The doctor nodded grimly, ripping away part of his shirt to make a fresh bandage. “It is. I don’t know how far the modifications go, but I’ve already found faint scarring along her entire arm, and one along the top of her shoulder that may run to her chest.”
Thorias wrapped the cloth around the open wound and exposed gears on the woman’s arm. “Given this, I doubt the incisions were from anything being removed.” He gave Hunter a dark look, “I suspect they are from things being replaced. Frankly, I’m stunned she’s alive.”
Tying off the bandage, Dr.
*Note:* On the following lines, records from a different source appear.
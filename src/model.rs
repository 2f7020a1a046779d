use schemars::JsonSchema;
use serde::{Deserialize, Serialize};
use serde_json::Value;
use std::collections::BTreeMap;

/// Input of the `analyze` operation.
#[derive(Debug, Clone, Default, Deserialize, Serialize, JsonSchema)]
#[serde(deny_unknown_fields)]
pub struct AnalysisRequest {
    /// Files or directories to analyze, relative to the server root or absolute inside it.
    #[serde(default)]
    pub targets: Vec<String>,
    /// Recognized option name to value. Unknown keys are rejected.
    #[serde(default)]
    pub options: BTreeMap<String, Value>,
}

impl AnalysisRequest {
    pub fn new<I, S>(targets: I) -> Self
    where
        I: IntoIterator<Item = S>,
        S: Into<String>,
    {
        Self {
            targets: targets.into_iter().map(Into::into).collect(),
            options: BTreeMap::new(),
        }
    }

    pub fn with_option(mut self, key: &str, value: Value) -> Self {
        self.options.insert(key.to_string(), value);
        self
    }
}

/// Captured output of a single checker process.
#[derive(Debug, Clone)]
pub struct RawToolOutput {
    pub stdout: Vec<u8>,
    pub stderr: Vec<u8>,
    /// `None` when the process was terminated by a signal.
    pub exit_code: Option<i32>,
    pub timed_out: bool,
    pub duration_ms: u128,
}

impl RawToolOutput {
    pub fn stdout_lossy(&self) -> String {
        String::from_utf8_lossy(&self.stdout).into_owned()
    }

    pub fn stderr_lossy(&self) -> String {
        String::from_utf8_lossy(&self.stderr).into_owned()
    }

    pub fn has_stderr(&self) -> bool {
        self.stderr.iter().any(|byte| !byte.is_ascii_whitespace())
    }
}

#[derive(Debug, Clone, Copy, PartialEq, Eq, PartialOrd, Ord, Hash, Serialize, Deserialize)]
#[serde(rename_all = "lowercase")]
pub enum Severity {
    Error,
    Warning,
    Information,
    Unused,
}

impl Severity {
    pub fn as_str(self) -> &'static str {
        match self {
            Severity::Error => "error",
            Severity::Warning => "warning",
            Severity::Information => "information",
            Severity::Unused => "unused",
        }
    }

    /// Rank used by fail-on-severity thresholds. Unused code never trips a threshold.
    pub fn level(self) -> u8 {
        match self {
            Severity::Error => 3,
            Severity::Warning => 2,
            Severity::Information => 1,
            Severity::Unused => 0,
        }
    }
}

#[derive(Debug, Clone, Copy, PartialEq, Eq, Hash, Serialize, Deserialize)]
pub struct SpanEnd {
    pub end_line: u32,
    pub end_column: u32,
}

/// One normalized finding. `line` and `column` are 1-based and `file_path`
/// is relative to the request root.
#[derive(Debug, Clone, PartialEq, Eq, Serialize, Deserialize)]
pub struct Diagnostic {
    pub file_path: String,
    pub line: u32,
    pub column: u32,
    pub severity: Severity,
    pub message: String,
    #[serde(skip_serializing_if = "Option::is_none")]
    pub rule: Option<String>,
    #[serde(skip_serializing_if = "Option::is_none")]
    pub range: Option<SpanEnd>,
    pub fingerprint: String,
}

#[derive(Debug, Clone, Default, PartialEq, Eq, Serialize, Deserialize)]
pub struct Summary {
    pub error_count: usize,
    pub warning_count: usize,
    pub information_count: usize,
    pub unused_count: usize,
}

impl Summary {
    pub fn from_diagnostics(diagnostics: &[Diagnostic]) -> Self {
        let mut summary = Summary::default();
        for diagnostic in diagnostics {
            match diagnostic.severity {
                Severity::Error => summary.error_count += 1,
                Severity::Warning => summary.warning_count += 1,
                Severity::Information => summary.information_count += 1,
                Severity::Unused => summary.unused_count += 1,
            }
        }
        summary
    }
}

#[derive(Debug, Clone, Copy, PartialEq, Eq, Serialize, Deserialize)]
#[serde(rename_all = "snake_case")]
pub enum ExitClass {
    Clean,
    Findings,
    Fatal,
    ConfigError,
    InvalidArguments,
    Crashed,
    Unknown,
}

/// Record of one checker process launched for a request.
#[derive(Debug, Clone, PartialEq, Eq, Serialize, Deserialize)]
pub struct Invocation {
    pub project_root: String,
    pub command: Vec<String>,
    pub exit_code: Option<i32>,
    pub exit_class: ExitClass,
    /// Wall-clock time; varies between otherwise identical runs.
    pub duration_ms: u128,
    pub timed_out: bool,
    #[serde(skip_serializing_if = "Option::is_none")]
    pub failure: Option<String>,
}

#[derive(Debug, Clone, Default, PartialEq, Eq, Serialize, Deserialize)]
pub struct ResultMetadata {
    #[serde(skip_serializing_if = "Option::is_none")]
    pub checker_version: Option<String>,
    pub files_analyzed: usize,
    pub dropped_entries: usize,
    pub rejected_paths: usize,
    pub unknown_severities: usize,
    pub duplicates_removed: usize,
    pub used_fallback: bool,
    pub timed_out: bool,
    pub retried: bool,
    pub invocations: Vec<Invocation>,
}

/// Output of the `analyze` operation. Immutable once built by the dispatcher.
///
/// Repeating a request against unchanged sources reproduces every field
/// except the timings (`duration_ms` here and in each invocation record).
#[derive(Debug, Clone, PartialEq, Eq, Serialize, Deserialize)]
pub struct AnalysisResult {
    pub ok: bool,
    #[serde(skip_serializing_if = "Option::is_none")]
    pub fail_reason: Option<String>,
    pub summary: Summary,
    pub diagnostics: Vec<Diagnostic>,
    pub tool_exit_code: i32,
    pub truncated: bool,
    pub root: String,
    pub duration_ms: u128,
    pub metadata: ResultMetadata,
}

#[derive(Debug, Clone, Copy, PartialEq, Eq, Default, Deserialize, Serialize)]
#[serde(rename_all = "lowercase")]
pub enum FailOn {
    #[default]
    None,
    Information,
    Warning,
    Error,
}

impl FailOn {
    pub fn parse(raw: &str) -> Option<Self> {
        match raw.trim().to_ascii_lowercase().as_str() {
            "none" => Some(FailOn::None),
            "information" | "info" => Some(FailOn::Information),
            "warning" => Some(FailOn::Warning),
            "error" => Some(FailOn::Error),
            _ => None,
        }
    }

    fn threshold(self) -> Option<u8> {
        match self {
            FailOn::None => None,
            FailOn::Information => Some(1),
            FailOn::Warning => Some(2),
            FailOn::Error => Some(3),
        }
    }

    /// Returns `(ok, fail_reason)` for the given diagnostics.
    pub fn evaluate(self, diagnostics: &[Diagnostic]) -> (bool, Option<String>) {
        let Some(threshold) = self.threshold() else {
            return (true, None);
        };
        let max_level = diagnostics
            .iter()
            .map(|diagnostic| diagnostic.severity.level())
            .max()
            .unwrap_or(0);
        if max_level >= threshold {
            let name = serde_json::to_value(self)
                .ok()
                .and_then(|value| value.as_str().map(str::to_string))
                .unwrap_or_default();
            (
                false,
                Some(format!(
                    "fail_on_severity '{name}' breached (max_severity_level={max_level})"
                )),
            )
        } else {
            (true, None)
        }
    }
}

#[derive(Debug, Clone, Copy, PartialEq, Eq, Serialize, Deserialize)]
pub enum ConfigKind {
    #[serde(rename = "pyrightconfig.json")]
    PyrightConfig,
    #[serde(rename = "pyproject.toml")]
    Pyproject,
}

#[derive(Debug, Clone, PartialEq, Eq, Serialize, Deserialize)]
pub struct FindConfigResult {
    pub found: bool,
    pub config_path: Option<String>,
    pub kind: Option<ConfigKind>,
    pub resolve_dir: String,
    pub searched_from: String,
}

#[derive(Debug, Clone, PartialEq, Eq, Serialize, Deserialize)]
pub struct VersionInfo {
    pub version: String,
    pub executable_path: String,
    pub supports_outputjson: bool,
}

#[cfg(test)]
mod tests {
    use super::*;

    fn diag(severity: Severity) -> Diagnostic {
        Diagnostic {
            file_path: "a.py".to_string(),
            line: 1,
            column: 1,
            severity,
            message: "m".to_string(),
            rule: None,
            range: None,
            fingerprint: String::new(),
        }
    }

    #[test]
    fn summary_counts_each_severity() {
        let diags = vec![
            diag(Severity::Error),
            diag(Severity::Error),
            diag(Severity::Warning),
            diag(Severity::Unused),
        ];
        let summary = Summary::from_diagnostics(&diags);
        assert_eq!(summary.error_count, 2);
        assert_eq!(summary.warning_count, 1);
        assert_eq!(summary.information_count, 0);
        assert_eq!(summary.unused_count, 1);
    }

    #[test]
    fn fail_on_threshold() {
        let diags = vec![diag(Severity::Warning)];
        assert_eq!(FailOn::None.evaluate(&diags), (true, None));
        assert!(FailOn::Error.evaluate(&diags).0);
        let (ok, reason) = FailOn::Warning.evaluate(&diags);
        assert!(!ok);
        assert!(reason.unwrap().contains("'warning'"));
        assert!(FailOn::Information.evaluate(&[diag(Severity::Unused)]).0);
    }

    #[test]
    fn severity_serializes_lowercase() {
        let value = serde_json::to_value(Severity::Information).unwrap();
        assert_eq!(value, serde_json::json!("information"));
    }
}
Llwellyn tore another bit of his shirt to pat away the blood on her side in order to see how deep the cuts were. “I’ll need someplace clean to work, a hospital or other laboratory.”
He glanced over at Rodney, “I’ll also need your help, lad. I’ve every indication Lydia Olivander may no longer be entirely flesh and bone. She may be something completely new.”
“Certainly, doctor, but … I’m not skilled in medicine,” Rodney stammered.
“Rodney, I’m a doctor, not a mechanic,” Thorias said sternly, “There will be parts here – and I would never have imagined I’d say this – that I’ve never seen before in a body. With Providence as my witness, I’ve no intention of losing a fight against Death over this young lady’s life, understood?”
Rodney nodded, face pale, but determined.
Thorias patted the young man on the shoulder. “Good man. Now let’s get to work.”